The right to be free to seek out the truth [involves] the duty to devote oneself to an ever deeper and wider search for it. ~ Pope John XXIII, Pacem in Terris
It is disheartening to listen to paid pundits – often earning 6 or even 7 digit salaries (in dollars) – making the most elementary errors in grammar, facts, and logic. In the USA, the rights to free speech and a free press are held to be sacrosanct. Unfortunately, this is usually understood in a nihilistic way, so that speech is an end in itself and not a means. However, as part of the US Constitution these rights do have a purpose, viz., those explicitly expressed in the preamble:
We the People of the United States, in Order to form a more perfect Union, establish Justice, insure domestic Tranquility, provide for the common defence, promote the general Welfare, and secure the Blessings of Liberty to ourselves and our Posterity.
Since the Truth sets you free, the Blessings of Liberty will depend on speaking the truth. Unfortunately, the Truth is often hard to discover, so the citizen is obliged to devote himself to the search. At the least, this requires a good foundation in grammar, logic, and rhetoric.
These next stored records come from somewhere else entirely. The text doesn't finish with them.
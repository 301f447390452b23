//! Error types for telemetry operations.

use std::error::Error;
use std::fmt::{self, Display, Formatter};

/// Result alias for telemetry operations.
pub type Result<T> = std::result::Result<T, TelemetryError>;

/// Errors raised by telemetry helpers.
#[derive(Debug)]
pub enum TelemetryError {
    /// Installing the tracing subscriber failed.
    SubscriberInstall {
        /// Underlying tracing subscriber error.
        source: tracing_subscriber::util::TryInitError,
    },
    /// The configured level was not a valid filter directive.
    InvalidFilter {
        /// Directive supplied by the caller.
        directive: String,
        /// Underlying parse error.
        source: tracing_subscriber::filter::ParseError,
    },
}

impl Display for TelemetryError {
    fn fmt(&self, formatter: &mut Formatter<'_>) -> fmt::Result {
        match self {
            Self::SubscriberInstall { .. } => {
                formatter.write_str("failed to install tracing subscriber")
            }
            Self::InvalidFilter { .. } => formatter.write_str("invalid log filter directive"),
        }
    }
}

impl Error for TelemetryError {
    fn source(&self) -> Option<&(dyn Error + 'static)> {
        match self {
            Self::SubscriberInstall { source } => Some(source),
            Self::InvalidFilter { source, .. } => Some(source),
        }
    }
}

#[cfg(test)]
mod tests {
    use super::*;
    use std::io;
    use tracing_subscriber::EnvFilter;
    use tracing_subscriber::util::SubscriberInitExt;

    fn try_init_error()
    -> std::result::Result<tracing_subscriber::util::TryInitError, Box<dyn Error>> {
        match tracing_subscriber::registry().try_init() {
            Ok(()) => match tracing_subscriber::registry().try_init() {
                Ok(()) => Err(io::Error::other("expected init error").into()),
                Err(err) => Ok(err),
            },
            Err(err) => Ok(err),
        }
    }

    #[test]
    fn telemetry_error_display_and_source() -> std::result::Result<(), Box<dyn Error>> {
        let init_error = try_init_error()?;
        let parse_error = EnvFilter::try_new("folio=notalevel")
            .err()
            .ok_or_else(|| io::Error::other("expected parse error"))?;
        let cases = vec![
            (
                TelemetryError::SubscriberInstall { source: init_error },
                "failed to install tracing subscriber",
            ),
            (
                TelemetryError::InvalidFilter {
                    directive: "folio=notalevel".to_string(),
                    source: parse_error,
                },
                "invalid log filter directive",
            ),
        ];

        for (err, message) in cases {
            assert_eq!(err.to_string(), message);
            assert!(err.source().is_some());
        }
        Ok(())
    }
}
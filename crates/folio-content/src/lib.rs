#![forbid(unsafe_code)]
#![deny(
    warnings,
    dead_code,
    unused,
    unused_imports,
    unused_must_use,
    unreachable_pub,
    clippy::all,
    clippy::pedantic,
    clippy::cargo,
    clippy::nursery,
    rustdoc::broken_intra_doc_links,
    rustdoc::bare_urls,
    missing_docs
)]
#![allow(clippy::module_name_repetitions)]
#![allow(clippy::multiple_crate_versions)]
//! Typed content model for the Folio portfolio site.
//!
//! Layout: `language.rs` (supported tags), `table.rs` (translation catalogs),
//! `records.rs` (projects, publications, labels), `dates.rs` (month formatting).

pub mod dates;
pub mod error;
pub mod language;
pub mod records;
pub mod table;

pub use dates::{YearMonth, format_month};
pub use error::{ContentError, ContentResult};
pub use language::{DEFAULT_LANGUAGE, Language};
pub use records::{
    ContentFile, LabelSet, LocalizedText, Project, ProjectLinks, ProjectStatus, ProjectsFile,
    Publication, PublicationLinks, PublicationStatus, PublicationsFile, SkippedRecord,
};
pub use table::{
    Catalog, SITE_SECTION, SiteProfile, SocialLink, TableReport, TableWarning, TranslationTable,
};
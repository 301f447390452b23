//! Month-precision record dates and their per-language display form.

use std::fmt::{self, Display, Formatter};

use chrono::NaiveDate;

use crate::language::Language;

/// A `YYYY-MM` record date.
#[derive(Clone, Copy, Debug, PartialEq, Eq, PartialOrd, Ord)]
pub struct YearMonth {
    date: NaiveDate,
}

impl YearMonth {
    /// Build from a calendar year and a 1-based month.
    #[must_use]
    pub fn new(year: i32, month: u32) -> Option<Self> {
        NaiveDate::from_ymd_opt(year, month, 1).map(|date| Self { date })
    }

    /// Parse `YYYY-MM`; a trailing `-DD` is accepted and ignored.
    #[must_use]
    pub fn parse(raw: &str) -> Option<Self> {
        let mut parts = raw.trim().splitn(3, '-');
        let year = parts.next()?;
        let month = parts.next()?;
        if year.len() != 4 || !(1..=2).contains(&month.len()) {
            return None;
        }
        if let Some(day) = parts.next()
            && (day.is_empty() || !day.bytes().all(|byte| byte.is_ascii_digit()))
        {
            return None;
        }
        Self::new(year.parse().ok()?, month.parse().ok()?)
    }

    /// Render for display: `2023年05月` in Chinese, `May 2023` in English.
    #[must_use]
    pub fn format(self, language: Language) -> String {
        match language {
            Language::Zh => self.date.format("%Y年%m月").to_string(),
            Language::En => self.date.format("%B %Y").to_string(),
        }
    }
}

impl Display for YearMonth {
    fn fmt(&self, formatter: &mut Formatter<'_>) -> fmt::Result {
        write!(formatter, "{}", self.date.format("%Y-%m"))
    }
}

/// Format a raw record date, leaving unparsable input untouched.
#[must_use]
pub fn format_month(raw: &str, language: Language) -> String {
    YearMonth::parse(raw).map_or_else(|| raw.to_string(), |month| month.format(language))
}
//! Page configuration: asset locations, storage key and slot identifiers.
//!
//! # Design
//! - Every field has a default so an empty JSON object is a valid config.
//! - Paths are relative to `asset_base`, mirroring the static site layout.

use serde::Deserialize;

/// Reserved DOM identifiers for hydrated sections.
#[derive(Clone, Debug, PartialEq, Eq, Deserialize)]
#[serde(default)]
pub struct SlotIds {
    /// Navigation bar container.
    pub navbar: String,
    /// Hero/profile container.
    pub hero: String,
    /// Projects list container.
    pub projects: String,
    /// Publications list container.
    pub publications: String,
}

impl Default for SlotIds {
    fn default() -> Self {
        Self {
            navbar: "navbar-container".to_string(),
            hero: "hero-container".to_string(),
            projects: "projects-container".to_string(),
            publications: "publications-container".to_string(),
        }
    }
}

/// Controller configuration.
#[derive(Clone, Debug, PartialEq, Eq, Deserialize)]
#[serde(default)]
pub struct PageConfig {
    /// Prefix joined to every asset path (`""` for same-directory pages).
    pub asset_base: String,
    /// Translation table location.
    pub translations_path: String,
    /// Projects file location.
    pub projects_path: String,
    /// Publications file location.
    pub publications_path: String,
    /// Local storage key holding the language preference.
    pub storage_key: String,
    /// Attribute naming the translation key on arbitrary elements.
    pub translate_attribute: String,
    /// Slot identifiers.
    pub slots: SlotIds,
}

impl Default for PageConfig {
    fn default() -> Self {
        Self {
            asset_base: String::new(),
            translations_path: "assets/utils/translations.json".to_string(),
            projects_path: "assets/data/projects.json".to_string(),
            publications_path: "assets/data/publications.json".to_string(),
            storage_key: "language".to_string(),
            translate_attribute: "data-i18n".to_string(),
            slots: SlotIds::default(),
        }
    }
}

impl PageConfig {
    /// Parse a JSON config document, filling missing fields with defaults.
    ///
    /// # Errors
    /// Returns the serde error when the document is not valid JSON or a field has the wrong type.
    pub fn from_json(raw: &str) -> Result<Self, serde_json::Error> {
        serde_json::from_str(raw)
    }

    /// Join `path` onto the configured asset base.
    #[must_use]
    pub fn asset_url(&self, path: &str) -> String {
        join_path(&self.asset_base, path)
    }

    /// Slot identifier for a section.
    #[must_use]
    pub fn slot(&self, section: Section) -> &str {
        match section {
            Section::Navbar => self.slots.navbar.as_str(),
            Section::Hero => self.slots.hero.as_str(),
            Section::Projects => self.slots.projects.as_str(),
            Section::Publications => self.slots.publications.as_str(),
        }
    }

    /// Data file backing a content section, if any.
    #[must_use]
    pub fn data_path(&self, section: Section) -> Option<&str> {
        match section {
            Section::Navbar | Section::Hero => None,
            Section::Projects => Some(self.projects_path.as_str()),
            Section::Publications => Some(self.publications_path.as_str()),
        }
    }
}

/// Hydrated page sections, each rendered into its own slot.
#[derive(Clone, Copy, Debug, PartialEq, Eq, Hash)]
pub enum Section {
    /// Navigation bar with language buttons.
    Navbar,
    /// Profile card and bio.
    Hero,
    /// Projects list (backed by `projects.json`).
    Projects,
    /// Publications list (backed by `publications.json`).
    Publications,
}

impl Section {
    /// All sections in render order.
    #[must_use]
    pub const fn all() -> [Self; 4] {
        [Self::Navbar, Self::Hero, Self::Projects, Self::Publications]
    }

    /// Sections backed by a structured content file.
    #[must_use]
    pub const fn content() -> [Self; 2] {
        [Self::Projects, Self::Publications]
    }

    /// Stable name used in logs.
    #[must_use]
    pub const fn name(self) -> &'static str {
        match self {
            Self::Navbar => "navbar",
            Self::Hero => "hero",
            Self::Projects => "projects",
            Self::Publications => "publications",
        }
    }
}

fn join_path(base: &str, path: &str) -> String {
    if base.is_empty() || path.contains("://") || path.starts_with('/') {
        return path.to_string();
    }
    format!(
        "{}/{}",
        base.trim_end_matches('/'),
        path.trim_start_matches("./")
    )
}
I listened to a few minutes of a political talk show this morning. The Host, who is more rational than most, was spending all his time in explaining a common logical fallacy that has been making the rounds. Obviously, wasting time on elementary logic is not conducive to a deep search for truth, so I had to turn to the opera channel instead.
This is not the place and time for a detailed discussion of logical fallacies, but a quick survey of commonly believed misleading thoughts may benefit someone.
The supermarket tabloid covers often show headlines about post-menopausal models and superstars posing in their bikinis or boasting of their sex lives. Note that men don’t purchase those publications.
There is a TV commercial about some arthritic old guy who manages to complete a footrace. That accomplishment is supposed to elicit our admiration for the human spirit. As an alternative, let me point out that Ernst Junger published Eumesil when he was 82 years old. That is a real display of the human spirit.
So we propose this TV commercial. An old man, a former householder, becomes a sannyasi and achieves enlightenment.
Left wingers misunderstand the term “corporatism” as used in Fascist Italy to mean what is called a “corporation” in the USA. Hence, they are incessantly complaining about “corporate power”. However, corporations, as for-profit business entities, are usually the engines of social leftism. They have even managed to overturn laws passed by elected officials in several states.
Actually, corporatism has its roots in Ancient Greece, the Middle Ages and was further developed in the 19th century by Pope Leo XIII. A modern economy can be divided into various business sectors. Ideally, each sector would involve the cooperation of government, business, and labour interests. Consider how trade, immigration, and social policies would differ if labour were part of the decision-making process.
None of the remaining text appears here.